Era quella, per Nicolina, l’ora più riposata, benché la più malinconica, della giornata. Tutte le faccende erano sbrigate. Nella casa, come nell’aria, come dentro l’anima, si faceva una sosta, un accorato silenzio. Allora pareva che i pensieri, i rimpianti, le speranze, si facessero innanzi circonfusi della stessa luce incerta che rischiarava il cielo. E nessuno interrompeva i vaghi, incompiuti soliloqui.
Antonietta era in camera, presso il lettino di Alessio che da sei giorni aveva la febbre. Il cognato, al solito, restava seduto presso la tavola, che Nicolina aveva sparecchiata. Nella stanza mezzo buia si scorgeva, simile a un piccolo punto rosso, il fuoco della lunga pipa. Dopo aver cenato, e cenavano mentre era ancora giorno per non andare a letto col cibo sullo stomaco, egli fumava per un’ora giusta (il pendolo oscillava nel mezzo della parete), tenendo gli occhi socchiusi, placidamente.

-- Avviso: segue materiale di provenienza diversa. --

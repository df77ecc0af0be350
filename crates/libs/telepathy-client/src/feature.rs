use std::cmp::Ordering;
use std::collections::BTreeSet;
use std::fmt;
use std::hash::{Hash, Hasher};

/// A named, independently tracked slice of a proxy's state.
///
/// Features are compile-time constants declared by each proxy type. Identity
/// is the (owner type, index) pair; `is_core` only marks the feature requested
/// when a caller asks for an empty set.
#[derive(Clone, Copy, Debug)]
pub struct Feature {
    owner: &'static str,
    index: u32,
    is_core: bool,
}

impl Feature {
    pub const fn new(owner: &'static str, index: u32, is_core: bool) -> Self {
        Self {
            owner,
            index,
            is_core,
        }
    }

    pub fn owner(&self) -> &'static str {
        self.owner
    }

    pub fn index(&self) -> u32 {
        self.index
    }

    pub fn is_core(&self) -> bool {
        self.is_core
    }
}

impl PartialEq for Feature {
    fn eq(&self, other: &Self) -> bool {
        self.owner == other.owner && self.index == other.index
    }
}

impl Eq for Feature {}

impl Hash for Feature {
    fn hash<H: Hasher>(&self, state: &mut H) {
        self.owner.hash(state);
        self.index.hash(state);
    }
}

impl PartialOrd for Feature {
    fn partial_cmp(&self, other: &Self) -> Option<Ordering> {
        Some(self.cmp(other))
    }
}

impl Ord for Feature {
    fn cmp(&self, other: &Self) -> Ordering {
        (self.owner, self.index).cmp(&(other.owner, other.index))
    }
}

impl fmt::Display for Feature {
    fn fmt(&self, f: &mut fmt::Formatter<'_>) -> fmt::Result {
        write!(f, "{}#{}", self.owner, self.index)
    }
}

pub type Features = BTreeSet<Feature>;

/// Builds a [`Features`] set from a list of features.
pub fn features<I: IntoIterator<Item = Feature>>(iter: I) -> Features {
    iter.into_iter().collect()
}

#[cfg(test)]
mod tests {
    use super::*;

    #[test]
    fn identity_ignores_core_flag() {
        let a = Feature::new("Channel", 0, true);
        let b = Feature::new("Channel", 0, false);
        let c = Feature::new("Account", 0, true);
        assert_eq!(a, b);
        assert_ne!(a, c);
        assert_eq!(features([a, b, c]).len(), 2);
        assert_eq!(a.to_string(), "Channel#0");
    }
}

Annottava, e l’ultima luce era fuggita; Nicolina ripose il lavoro nel cestino, alzandosi un po’ a malincuore. Doveva preparare il bicchiere d’acqua che il cognato sorseggiava lentamente, due ore dopo aver cenato. Antonietta, che aveva la testa al malatino, non se ne sarebbe occupata.
Strizzò poco meno di mezzo limone nell’acqua, badando che col succo non cadesse qualche seme; aggiunse tanto vino quanto bastava a tinger l’acqua; vi sciolse un cucchiaino scarso di zucchero; agitò, rimestò, lasciò riposare. Poi guardò il bicchiere contro il lume, per accertarsi che la bibita fosse perfettamente limpida, come sapeva prepararla Antonietta. E finalmente portò il bicchiere, su un piatto, cautamente.
Tornò a riaffacciarsi. Ma il cognato chiamò subito.
— Vuoi ammalarti anche tu? C’è umido, fuori.
Nicolina avrebbe voluto spiegare che l’aria le pareva insolitamente tiepida. Ma rientrò senza replicare.
— Chiudi.
Socchiuse il balcone, sospirando.
— Chiudi bene.
Chiuse anche gli scuri, senza fare rumore. Si ricordava di suo padre che non voleva serrassero le finestre; diceva: «Il viandante stanco, che entra di notte in paese si solleva se vede un po’ di luce nelle case…».
Sedette presso la tavola e riprese a lavorare, cercando di non dar noia al cognato con la mano, nel tirar la gugliata. Carmelina, trascinati i balocchi presso la zia, cominciò a cullare una pupattolina fatta con due cenci e un fil di spago, canticchiando: «Dormi… Dormi…». Ma si interruppe subito, e tacque, guardando il padre un po’ spaurita.
Poi venne Antonietta, pallida e preoccupata, e sedette anche lei.
— Hai fatto bene, – disse all’orecchio della sorella –, a pensare per la limonata.
— Tu non venivi…
— C’eri tu. Stavo tranquilla.
Sempre sotto voce aggiunse, accarezzando la bambina:
— È ora che vada a letto, non ti pare? Io debbo tornare di là.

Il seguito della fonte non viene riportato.